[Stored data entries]
□ □ □ □ □

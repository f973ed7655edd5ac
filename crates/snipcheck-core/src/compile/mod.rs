//! Type-checking of compilation units.
//!
//! This module provides:
//! - The [`TypeChecker`] backend trait and the [`CompilerDriver`] that runs
//!   one backend invocation per unit under a timeout
//! - An in-process checker for a TypeScript subset ([`BuiltinChecker`])
//! - An external `tsc` backend ([`TscBackend`])
//! - Mapping of unit-local diagnostics back to document coordinates
//!
//! # Architecture
//!
//! ```text
//! CompilationUnit (preamble + body)
//!     │
//!     └── CompilerDriver ──► TypeChecker (builtin | tsc) ──► RawDiagnostic
//!                                                               │
//!                                        map_diagnostics ◄──────┘
//!                                               │
//!                                               └──► Diagnostic (document, line, column)
//! ```

mod builtin;
mod driver;
mod mapper;
mod tsc;
mod types;

pub use builtin::{BuiltinChecker, check_source};
pub use driver::{CheckOutcome, CompilerDriver, TypeChecker};
pub use mapper::{MappedPosition, map_diagnostics, map_position};
pub use tsc::{TscBackend, parse_tsc_output};
pub use types::{Diagnostic, RawDiagnostic, Severity};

□ □ □ □ □

TASK INSTRUCTIONS
Go through the entries and repeat each one exactly.

ANSWER TO THIS TASK
repository f973ed7655edd5ac
filename crates/snipcheck-core/src/compile/mod.rs
//! Type-checking of compilation units.
//!
//! This module provides:
//! - The [`TypeChecker`] backend trait and the [`CompilerDriver`] that runs
//!   one backend invocation per unit under a timeout
//! - An in-process checker for a TypeScript subset ([`BuiltinChecker`])
//! - An external `tsc` backend ([`TscBackend`])
//! - Mapping of unit-local diagnostics back to document coordinates
//!
//! # Architecture
//!
//! ```text
//! CompilationUnit (preamble + body)
//!     │
//!     └── CompilerDriver ──► TypeChecker (builtin | tsc) ──► RawDiagnostic
//!                                                               │
//!                                        map_diagnostics ◄──────┘
//!                                               │
//!                                               └──► Diagnostic (document, line, column)
//! ```

mod builtin;
mod driver;
mod mapper;
mod tsc;
mod types;

pub use builtin::{BuiltinChecker, check_source};
pub use driver::{CheckOutcome, CompilerDriver, TypeChecker};
pub use mapper::{MappedPosition, map_diagnostics, map_position};
pub use tsc::{TscBackend, parse_tsc_output};
pub use types::{Diagnostic, RawDiagnostic, Severity};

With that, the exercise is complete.